Olivia was doing better so an ‘in person’ visit with Lorna wasn’t needed. “Lorna’s door is always open though, should Olivia need to come in and do some deeper work.”  

Living with grief

Olivia still asks if her auntie will ‘come down from the stars’ and return to them. “She still gets upset. We tell her that it’s OK to be sad and miss her but ‘always remember all of the fun times you had with your auntie Renaye too’.”  

Olivia and Carlene found a special poem that they read together when missing auntie Renaye gets too hard. “I made up a memory book for her with pictures of family and we placed the poem next to Renaye’s so Olivia knows that is the special one for her auntie. It had been about two months since we’d read the poem together and the other day Olivia brought it to me and asked if we could read it. I read it to her about four times before she was happy to walk away again.”  

Carlene says the help she received from Kenzie’s Gift was ‘life changing’. “Without the support from Kenzie’s Gift I would have struggled way more, trying to deal with my own emotions and Olivia’s at the same time. Being able to talk to someone who had the knowledge and understanding of how a child reacts to grief put my mind at ease because I didn’t know if Olivia was behaving the way a child of her age would in a situation like that. Lorna assured me that Olivia’s behaviour was normal. All I wanted to do was help her and Kenzie’s Gift provided me with ways to do that.”  

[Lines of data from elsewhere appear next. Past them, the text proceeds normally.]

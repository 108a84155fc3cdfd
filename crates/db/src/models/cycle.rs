//! Cycle-tracking rows and their assembly into [`CycleState`].

use chrono::NaiveDate;
use clinica_core::cycle::{CycleProfile, CycleState, Pregnancy};
use clinica_core::preferences::{parse_time_of_day, ContraceptiveFrequency, NotificationPreferences};
use clinica_core::types::{DbId, Timestamp};
use serde::{Deserialize, Serialize};
use sqlx::FromRow;

/// A row from the `cycle_profiles` table.
#[derive(Debug, Clone, FromRow, Serialize)]
pub struct CycleProfileRow {
    pub subscriber_id: DbId,
    pub cycle_length: i32,
    pub period_length: i32,
    pub conception_date: Option<NaiveDate>,
    pub due_date: Option<NaiveDate>,
    pub last_gyn_checkup_date: Option<NaiveDate>,
    pub created_at: Timestamp,
    pub updated_at: Timestamp,
}

/// DTO for creating or replacing a cycle profile.
#[derive(Debug, Clone, Default, Deserialize)]
pub struct UpsertCycleProfile {
    pub cycle_length: Option<i32>,
    pub period_length: Option<i32>,
    pub conception_date: Option<NaiveDate>,
    pub due_date: Option<NaiveDate>,
    pub last_gyn_checkup_date: Option<NaiveDate>,
}

/// A row from the `cycle_logs` table.
#[derive(Debug, Clone, FromRow, Serialize)]
pub struct CycleLog {
    pub id: DbId,
    pub subscriber_id: DbId,
    pub start_date: NaiveDate,
    pub duration_days: Option<i32>,
    pub created_at: Timestamp,
}

/// A row from the `symptom_logs` table.
#[derive(Debug, Clone, FromRow, Serialize)]
pub struct SymptomLog {
    pub id: DbId,
    pub subscriber_id: DbId,
    pub symptom_code: String,
    pub logged_at: Timestamp,
}

/// A row from the `cycle_notification_settings` table.
#[derive(Debug, Clone, FromRow, Serialize)]
pub struct CycleNotificationSettings {
    pub subscriber_id: DbId,
    pub contraceptive_enabled: bool,
    pub contraceptive_time: Option<String>,
    pub contraceptive_frequency: String,
    pub rhythm_method_enabled: bool,
    pub fertile_window_alerts: bool,
    pub ovulation_alert: bool,
    pub gyn_checkup_alert: bool,
    pub period_confirmation_reminder: bool,
    pub rhythm_abstinence_alerts: bool,
    pub last_contraceptive_sent_date: Option<NaiveDate>,
    pub last_period_reminder_sent: Option<NaiveDate>,
    pub last_checkup_reminder_sent: Option<NaiveDate>,
    pub created_at: Timestamp,
    pub updated_at: Timestamp,
}

impl CycleNotificationSettings {
    /// Convert to the domain preferences.
    ///
    /// An unparseable `contraceptive_time` is treated as unset so one bad
    /// value cannot stall the fine pass.
    pub fn to_preferences(&self) -> NotificationPreferences {
        NotificationPreferences {
            contraceptive_enabled: self.contraceptive_enabled,
            contraceptive_time: self
                .contraceptive_time
                .as_deref()
                .and_then(|t| parse_time_of_day(t).ok()),
            contraceptive_frequency: ContraceptiveFrequency::parse_lenient(Some(
                &self.contraceptive_frequency,
            )),
            rhythm_method_enabled: self.rhythm_method_enabled,
            fertile_window_alerts: self.fertile_window_alerts,
            ovulation_alert: self.ovulation_alert,
            gyn_checkup_alert: self.gyn_checkup_alert,
            period_confirmation_reminder: self.period_confirmation_reminder,
            rhythm_abstinence_alerts: self.rhythm_abstinence_alerts,
            last_contraceptive_sent_date: self.last_contraceptive_sent_date,
            last_period_reminder_sent: self.last_period_reminder_sent,
            last_checkup_reminder_sent: self.last_checkup_reminder_sent,
        }
    }
}

/// DTO for creating or patching notification settings. `None` keeps the
/// stored value (or the column default on insert). Cursors are owned by the
/// evaluator and cannot be set here.
#[derive(Debug, Clone, Default, Deserialize)]
pub struct UpsertCycleSettings {
    pub contraceptive_enabled: Option<bool>,
    /// `HH:MM`, 24-hour, deployment timezone.
    pub contraceptive_time: Option<String>,
    pub contraceptive_frequency: Option<ContraceptiveFrequency>,
    pub rhythm_method_enabled: Option<bool>,
    pub fertile_window_alerts: Option<bool>,
    pub ovulation_alert: Option<bool>,
    pub gyn_checkup_alert: Option<bool>,
    pub period_confirmation_reminder: Option<bool>,
    pub rhythm_abstinence_alerts: Option<bool>,
}

/// Assemble the evaluator's view of one subscriber.
///
/// Missing rows fall back to defaults: no profile means default lengths and
/// no pregnancy, no settings row means [`NotificationPreferences::default`].
pub fn assemble_cycle_state(
    profile: Option<&CycleProfileRow>,
    latest_start: Option<NaiveDate>,
    settings: Option<&CycleNotificationSettings>,
    recent_symptoms: Vec<String>,
) -> CycleState {
    let cycle = match profile {
        Some(p) => CycleProfile::new(latest_start, p.cycle_length, p.period_length),
        None => CycleProfile {
            last_cycle_start: latest_start,
            ..CycleProfile::default()
        },
    };
    let pregnancy = profile.and_then(|p| {
        p.conception_date.map(|conception_date| Pregnancy {
            conception_date,
            due_date: p.due_date,
        })
    });
    CycleState {
        cycle,
        pregnancy,
        preferences: settings
            .map(CycleNotificationSettings::to_preferences)
            .unwrap_or_default(),
        recent_symptoms,
        last_gyn_checkup: profile.and_then(|p| p.last_gyn_checkup_date),
    }
}
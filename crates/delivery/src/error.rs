//! Channel-agnostic delivery failure.

use crate::email::EmailError;
use crate::push::PushError;

/// Why a delivery attempt did not succeed.
#[derive(Debug, thiserror::Error)]
pub enum DeliveryError {
    #[error("push: {0}")]
    Push(#[from] PushError),

    #[error("email: {0}")]
    Email(#[from] EmailError),

    /// Push-only rule and the recipient has no registered endpoints.
    #[error("no push endpoints registered")]
    NoPushEndpoints,

    /// Push channel requested but no VAPID identity is configured.
    #[error("push delivery is not configured")]
    PushNotConfigured,

    /// Email channel requested but no SMTP transport is configured.
    #[error("email delivery is not configured")]
    EmailNotConfigured,
}

impl DeliveryError {
    /// Whether retrying cannot change the outcome.
    pub fn is_permanent(&self) -> bool {
        match self {
            Self::Push(e) => e.is_permanent(),
            Self::Email(e) => e.is_permanent(),
            Self::NoPushEndpoints => true,
            Self::PushNotConfigured | Self::EmailNotConfigured => false,
        }
    }
}
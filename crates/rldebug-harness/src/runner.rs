//! Campaign execution engine.

use std::panic::{AssertUnwindSafe, catch_unwind};

use rldebug_core::{ClientResult, Debugger, FatalAction, FatalFault, LogEmitter, Settings};
use serde::{Deserialize, Serialize};

/// Client entry point: the `main` of the code under test.
pub type ClientEntry = fn(&mut Debugger, &[String]) -> ClientResult;

/// One client program to run under the debugger.
#[derive(Debug, Clone)]
pub struct ClientCase {
    pub name: String,
    pub entry: ClientEntry,
    pub args: Vec<String>,
    /// Exit code the run must produce.
    pub expected_exit: i32,
    /// Require every resource to be released by the end of the run.
    pub expect_clean: bool,
    /// Name of the fatal fault the run must raise, if any.
    pub expected_fault: Option<String>,
}

impl ClientCase {
    /// A case expecting exit code 0 and no leaks.
    #[must_use]
    pub fn new(name: impl Into<String>, entry: ClientEntry) -> Self {
        Self {
            name: name.into(),
            entry,
            args: Vec::new(),
            expected_exit: 0,
            expect_clean: true,
            expected_fault: None,
        }
    }

    #[must_use]
    pub fn with_args<I, S>(mut self, args: I) -> Self
    where
        I: IntoIterator<Item = S>,
        S: Into<String>,
    {
        self.args = args.into_iter().map(Into::into).collect();
        self
    }

    #[must_use]
    pub fn expect_exit(mut self, code: i32) -> Self {
        self.expected_exit = code;
        self
    }

    /// Leaks do not fail this case.
    #[must_use]
    pub fn allow_leaks(mut self) -> Self {
        self.expect_clean = false;
        self
    }

    #[must_use]
    pub fn expect_fault(mut self, event: impl Into<String>) -> Self {
        self.expected_fault = Some(event.into());
        self
    }
}

/// Outcome of one client run.
#[derive(Debug, Clone, PartialEq, Eq, Serialize, Deserialize)]
pub struct CaseResult {
    pub case_name: String,
    pub passed: bool,
    /// Folded exit code; `None` when a fatal fault ended the run.
    pub exit_code: Option<i32>,
    pub expected_exit: i32,
    /// Resources still registered when the run ended.
    pub leaked_resources: usize,
    pub leaked_bytes: usize,
    pub peak_heap_size: usize,
    /// Event name of the fatal fault that ended the run.
    pub fault: Option<String>,
    /// Every event the debugger recorded, in order.
    pub events: Vec<String>,
    /// Report stream text captured during the run.
    pub output: String,
    /// Why the case failed.
    pub diff: Option<String>,
}

/// Runs client cases, each in a fresh debugger context.
#[derive(Debug, Clone)]
pub struct TestRunner {
    /// Name of the campaign.
    pub campaign: String,
    /// Settings for every context; the fatal action is always `Panic` so a
    /// fatal fault ends one case instead of the whole campaign.
    pub settings: Settings,
}

impl TestRunner {
    #[must_use]
    pub fn new(campaign: impl Into<String>) -> Self {
        Self::with_settings(campaign, Settings::default())
    }

    #[must_use]
    pub fn with_settings(campaign: impl Into<String>, settings: Settings) -> Self {
        Self {
            campaign: campaign.into(),
            settings: Settings {
                fatal_action: FatalAction::Panic,
                ..settings
            },
        }
    }

    /// Run every case and collect the results.
    pub fn run(&self, cases: &[ClientCase]) -> Vec<CaseResult> {
        cases.iter().map(|case| self.run_case(case)).collect()
    }

    /// Run one case in a fresh context.
    pub fn run_case(&self, case: &ClientCase) -> CaseResult {
        let run_id = format!("{}::{}", self.campaign, case.name);
        let (log, buffer) = LogEmitter::to_buffer(&run_id, self.settings.log_format);
        let mut dbg = Debugger::with_log(self.settings, log);

        let outcome = catch_unwind(AssertUnwindSafe(|| {
            let code = dbg.run_under_harness(case.entry, &case.args);
            let leaked = dbg.summarize(false);
            (code, leaked)
        }));
        let (exit_code, fault) = match outcome {
            Ok((code, _)) => (Some(code), None),
            Err(payload) => match payload.downcast::<FatalFault>() {
                Ok(fault) => (None, Some(fault.name())),
                Err(_) => (None, Some("client_panicked".to_string())),
            },
        };

        // After a fault the registry may be damaged; list it without validating.
        let report = dbg.leak_report();
        let events = dbg
            .log()
            .event_names()
            .into_iter()
            .map(str::to_string)
            .collect();
        let diff = judge(case, exit_code, fault.as_deref(), report.resource_count());

        CaseResult {
            case_name: case.name.clone(),
            passed: diff.is_none(),
            exit_code,
            expected_exit: case.expected_exit,
            leaked_resources: report.resource_count(),
            leaked_bytes: report.leaked_bytes,
            peak_heap_size: report.peak_heap_size,
            fault,
            events,
            output: buffer.contents(),
            diff,
        }
    }
}

fn judge(
    case: &ClientCase,
    exit_code: Option<i32>,
    fault: Option<&str>,
    leaked: usize,
) -> Option<String> {
    let mut notes = Vec::new();
    match (case.expected_fault.as_deref(), fault) {
        (Some(expected), Some(actual)) if expected == actual => return None,
        (Some(expected), Some(actual)) => {
            notes.push(format!("expected fault {expected}, got {actual}"));
        }
        (Some(expected), None) => notes.push(format!("expected fault {expected}, run completed")),
        (None, Some(actual)) => notes.push(format!("unexpected fault {actual}")),
        (None, None) => {}
    }
    if let Some(code) = exit_code {
        if case.expected_fault.is_none() && code != case.expected_exit {
            notes.push(format!(
                "exit code: expected {}, got {code}",
                case.expected_exit
            ));
        }
    }
    if case.expect_clean && fault.is_none() && leaked > 0 {
        notes.push(format!("{leaked} resource(s) leaked"));
    }
    (!notes.is_empty()).then(|| notes.join("\n"))
}
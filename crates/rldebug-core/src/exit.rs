//! Termination interception.
//!
//! A client asks to terminate with [`Debugger::exit`]. While a checkpoint is
//! armed the request comes back as an [`ExitRequest`] value, which the client
//! propagates (`?` works) out of its entry function; [`Debugger::run_under_harness`]
//! turns it into the run's exit code. The request is also recorded on the
//! checkpoint, so a client that drops it still ends with the requested code,
//! and any intercepted call it makes afterwards is a fatal fault. With no
//! checkpoint armed the request is a fatal fault unless real process exit has
//! been allowed.

use std::panic::{AssertUnwindSafe, catch_unwind, resume_unwind};

use rldebug_membrane::SourceLocation;
use thiserror::Error;

use crate::debugger::Debugger;
use crate::fault::{Event, FatalFault};

/// Whether termination requests are diverted to a driver.
#[derive(Debug, Clone, Copy, PartialEq, Eq, Default)]
pub enum Checkpoint {
    #[default]
    Unarmed,
    Armed,
    /// Armed, and the client has already requested termination.
    Diverted(ExitRequest),
}

const EXIT_TAG: u16 = 0x0100;

/// A diverted termination request carrying the client's exit code.
///
/// The status is tagged so that exit code 0 is distinguishable from "no
/// request"; only the low byte of the requested code survives.
#[must_use = "return the request from the client entry function"]
#[derive(Debug, Error, Clone, Copy, PartialEq, Eq, Hash)]
#[error("termination requested (status {status:#06x})")]
pub struct ExitRequest {
    status: u16,
}

impl ExitRequest {
    pub(crate) const fn new(code: i32) -> Self {
        Self {
            status: EXIT_TAG | (code as u8) as u16,
        }
    }

    /// Raw tagged status.
    #[must_use]
    pub const fn status(self) -> u16 {
        self.status
    }

    /// Exit code as the driver reports it: the low byte, sign-extended.
    #[must_use]
    pub const fn code(self) -> i32 {
        fold_exit_code((self.status & 0xFF) as i32)
    }
}

/// Outcome of a client entry function.
pub type ClientResult = Result<i32, ExitRequest>;

/// Fold a status to a signed byte the way a process exit status is read back.
#[must_use]
pub const fn fold_exit_code(code: i32) -> i32 {
    code as u8 as i8 as i32
}

impl Debugger {
    /// A checkpoint is armed and no termination has been requested yet.
    #[must_use]
    pub fn is_armed(&self) -> bool {
        self.checkpoint == Checkpoint::Armed
    }

    /// Termination request already diverted in the current run, if any.
    #[must_use]
    pub const fn pending_exit(&self) -> Option<ExitRequest> {
        match self.checkpoint {
            Checkpoint::Diverted(request) => Some(request),
            _ => None,
        }
    }

    /// Request process termination.
    ///
    /// Armed: records the request and returns it for the client to
    /// propagate. Unarmed: exits the process if allowed, otherwise raises a
    /// fatal fault.
    pub fn exit(&mut self, code: i32, location: SourceLocation) -> ExitRequest {
        self.sweep(location);
        if self.is_armed() {
            let request = ExitRequest::new(code);
            self.checkpoint = Checkpoint::Diverted(request);
            self.report(Event::ExitDiverted, location, |e| e.with_exit_code(code));
            return request;
        }
        if self.settings.allow_process_exit {
            let _ = self.log.flush();
            std::process::exit(code);
        }
        self.fatal(
            FatalFault::new(Event::ExitOutsideCheckpoint, location)
                .with_detail("fix the code so that it does not call exit()"),
        )
    }

    /// Run a client entry function with the termination checkpoint armed.
    ///
    /// Returns the code of the termination request made during the run, or
    /// the entry's own return value when there was none, folded to a signed
    /// byte either way. The previous checkpoint state is restored even when
    /// a fatal fault unwinds out of the entry.
    pub fn run_under_harness<F>(&mut self, entry: F, args: &[String]) -> i32
    where
        F: FnOnce(&mut Self, &[String]) -> ClientResult,
    {
        let previous = std::mem::replace(&mut self.checkpoint, Checkpoint::Armed);
        let outcome = catch_unwind(AssertUnwindSafe(|| entry(self, args)));
        let diverted = std::mem::replace(&mut self.checkpoint, previous);
        let outcome = match outcome {
            Ok(outcome) => outcome,
            Err(payload) => resume_unwind(payload),
        };
        match (diverted, outcome) {
            (Checkpoint::Diverted(request), _) | (_, Err(request)) => request.code(),
            (_, Ok(code)) => fold_exit_code(code),
        }
    }
}
//! Runtime reporting configuration.
//!
//! Two environment variables seed the defaults of every new debugger context:
//! - `RLDEBUG_SEVERITY`: minimum severity printed (`info` default,
//!   `warning`, `failure`, `quiet`). `quiet` suppresses every message;
//!   fatal faults still signal.
//! - `RLDEBUG_FATAL`: what a fatal fault does after it is reported.
//!   `signal` (default) raises `SIGABRT`; `panic` unwinds with a typed
//!   payload so an in-process test can observe it.

use std::sync::OnceLock;

/// Severity of a reported event, and the threshold for printing it.
#[derive(Debug, Default, Clone, Copy, PartialEq, Eq, Hash, PartialOrd, Ord)]
pub enum Severity {
    /// Successful operations and soft failures.
    #[default]
    Information,
    /// Legal but suspicious calls, such as releasing a null handle.
    Warning,
    /// Misuse and corruption.
    Failure,
    /// Threshold only: print nothing.
    Quiet,
}

impl Severity {
    /// Parse from string (case-insensitive).
    #[must_use]
    pub fn from_str_loose(s: &str) -> Self {
        match s.to_ascii_lowercase().as_str() {
            "info" | "information" | "all" | "verbose" => Self::Information,
            "warn" | "warning" | "warnings" => Self::Warning,
            "fail" | "failure" | "error" | "errors" => Self::Failure,
            "quiet" | "none" | "off" | "silent" => Self::Quiet,
            _ => Self::Information,
        }
    }

    /// Returns true if an event of `level` is printed under this threshold.
    #[must_use]
    pub fn admits(self, level: Self) -> bool {
        self != Self::Quiet && level >= self
    }

    #[must_use]
    pub const fn label(self) -> &'static str {
        match self {
            Self::Information => "INFO",
            Self::Warning => "WARNING",
            Self::Failure => "FAILURE",
            Self::Quiet => "QUIET",
        }
    }
}

/// What happens after a fatal fault has been reported.
#[derive(Debug, Default, Clone, Copy, PartialEq, Eq, Hash)]
pub enum FatalAction {
    /// Raise a fatal signal so a supervising process observes the death.
    #[default]
    Signal,
    /// Unwind with a typed payload; for in-process tests.
    Panic,
}

impl FatalAction {
    /// Parse from string (case-insensitive).
    #[must_use]
    pub fn from_str_loose(s: &str) -> Self {
        match s.to_ascii_lowercase().as_str() {
            "panic" | "unwind" | "test" => Self::Panic,
            _ => Self::Signal,
        }
    }
}

static DEFAULT_SEVERITY: OnceLock<Severity> = OnceLock::new();
static DEFAULT_FATAL_ACTION: OnceLock<FatalAction> = OnceLock::new();

/// Reporting threshold for new contexts (reads env var on first call, caches thereafter).
#[must_use]
pub fn default_severity() -> Severity {
    *DEFAULT_SEVERITY.get_or_init(|| {
        std::env::var("RLDEBUG_SEVERITY")
            .map(|v| Severity::from_str_loose(&v))
            .unwrap_or_default()
    })
}

/// Fatal action for new contexts (reads env var on first call, caches thereafter).
#[must_use]
pub fn default_fatal_action() -> FatalAction {
    *DEFAULT_FATAL_ACTION.get_or_init(|| {
        std::env::var("RLDEBUG_FATAL")
            .map(|v| FatalAction::from_str_loose(&v))
            .unwrap_or_default()
    })
}
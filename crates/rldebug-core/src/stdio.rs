//! Stream boundary: fopen and fclose.

use std::fs::OpenOptions;
use std::io::Write;
use std::path::Path;

use rldebug_membrane::{
    CallKind, DebuggerMetrics, Descriptor, Resource, SourceLocation, StreamHandle, StreamRecord,
};

use crate::debugger::Debugger;
use crate::fault::{Event, FatalFault};

/// Translate a C `fopen` mode string into open options.
///
/// Accepts `r`, `w` or `a` followed by any of `+`, `b`, `x`, `t`, `e`.
/// Returns `None` for anything else.
#[must_use]
pub fn open_options(mode: &str) -> Option<OpenOptions> {
    let mut chars = mode.chars();
    let primary = chars.next()?;
    let mut plus = false;
    let mut exclusive = false;
    for c in chars {
        match c {
            '+' => plus = true,
            'x' => exclusive = true,
            'b' | 't' | 'e' => {}
            _ => return None,
        }
    }
    let mut options = OpenOptions::new();
    match primary {
        'r' => {
            options.read(true).write(plus);
        }
        'w' => {
            options.write(true).read(plus);
            if exclusive {
                options.create_new(true);
            } else {
                options.create(true).truncate(true);
            }
        }
        'a' => {
            options.append(true).read(plus);
            if exclusive {
                options.create_new(true);
            } else {
                options.create(true);
            }
        }
        _ => return None,
    }
    Some(options)
}

impl Debugger {
    /// Open a stream. Only the success budget applies; an OS refusal is a
    /// soft failure carrying the system error text.
    pub fn fopen(
        &mut self,
        path: impl AsRef<Path>,
        mode: &str,
        location: SourceLocation,
    ) -> Option<StreamHandle> {
        let kind = CallKind::Fopen;
        let path = path.as_ref();
        self.sweep(location);
        if let Err(refusal) = self.limits.charge_success(kind) {
            return self.refuse(kind, refusal, location);
        }
        let Some(options) = open_options(mode) else {
            return self.soft_failure(Event::OpenFailed, location, |e| {
                e.with_detail(format!("invalid mode {mode:?}; errno={}", libc::EINVAL))
                    .with_errno(libc::EINVAL)
            });
        };
        let file = match options.open(path) {
            Ok(file) => file,
            Err(err) => {
                let errno = err.raw_os_error().unwrap_or(0);
                return self.soft_failure(Event::OpenFailed, location, |e| {
                    e.with_detail(format!("{}: {err}; errno={errno}", path.display()))
                        .with_errno(errno)
                });
            }
        };

        let Some(handle) = StreamHandle::from_raw(self.next_stream_id) else {
            return self.soft_failure(Event::OpenFailed, location, |e| e);
        };
        self.next_stream_id += 1;
        let name = path.to_string_lossy().into_owned();
        let record = StreamRecord {
            name: name.clone(),
            mode: mode.to_string(),
            handle,
            file,
        };
        self.registry
            .insert(Descriptor::new(Resource::Stream(record), location));
        DebuggerMetrics::inc(&self.metrics.acquisitions);
        self.report(Event::Succeeded(kind), location, |e| e.with_detail(name));
        Some(handle)
    }

    /// Close a stream. `None` and unknown handles are fatal.
    pub fn fclose(
        &mut self,
        stream: Option<StreamHandle>,
        location: SourceLocation,
    ) -> std::io::Result<()> {
        self.sweep(location);
        let Some(handle) = stream else {
            self.fatal(FatalFault::new(Event::NullStreamClose, location));
        };
        let Some(slot) = self.registry.find_stream(handle) else {
            self.fatal(
                FatalFault::new(Event::UnregisteredStreamClose, location)
                    .with_detail(format!("stream #{}", handle.raw())),
            );
        };
        let desc = match self.registry.remove(slot) {
            Ok(desc) => desc,
            Err(err) => self.fatal(
                FatalFault::new(Event::RegistryFault(CallKind::Fclose), location)
                    .with_detail(err.to_string()),
            ),
        };
        let result = match desc.resource {
            Resource::Stream(mut record) => record.file.flush(),
            Resource::Memory(_) => Ok(()),
        };
        DebuggerMetrics::inc(&self.metrics.releases);
        self.report(Event::Succeeded(CallKind::Fclose), location, |e| e);
        result
    }
}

Olivia is returning to her ‘normal self’, outgoing and independent, kind and caring. “But she can be a challenge and there are days when she has pushed every one of my buttons, her brother has woken up early and all I want to do is sit down and burst into tears and yet Olivia’s the first one to come over, give me a cuddle and say, ‘I’m sorry mummy’.”

The importance of rituals

Renaye loved Kirihimete / Christmas and caramel-scented candles in particular. When the family went to have their Kirihimete / Christmas portraits taken last year, the scent of these candles filled the studio, so Carlene bought one for her whānau and another for her mother-in-law.  

“We received Renaye’s belongings from Dubai and the only boxes we unpacked were those containing her Christmas items. This past Christmas (2020) we decorated our tree with her ornaments. Her candle sat beside the tree and Olivia and I lit it every night.”

Carlene sees this Kirihimete / Christmas ritual as just one way they can keep Renaye’s memory alive for Olivia. Remembering all of the fun times they shared is another, and Olivia goes to sleep every night with Elsa, the treasured Frozen doll given to her by her auntie, tucked in beside her. “We try to keep the memories special, things Olivia can take into the future with her.”  

Carlene hopes Olivia never has to endure the loss of a loved one to suicide in her adult life. “Society is changing and while suicide is talked about more openly there is still such a stigma surrounding it. I needed support and tried to find a group for those affected by a suicide and couldn’t find anything. I can only hope that this loss does not affect Olivia in the longer term. I have since lost a cousin to suicide. Olivia didn’t know him but it’s been hard for me going through this again.

“We know there will be more losses for Olivia in the near future. Grandparents on both my side and my husband’s may leave us in the next year or two and Olivia will go through the grief of loss again but Kenzie’s Gift has provided me with the tools and skills to help my daughter. I know the door is always open should Olivia need their specialist support again.”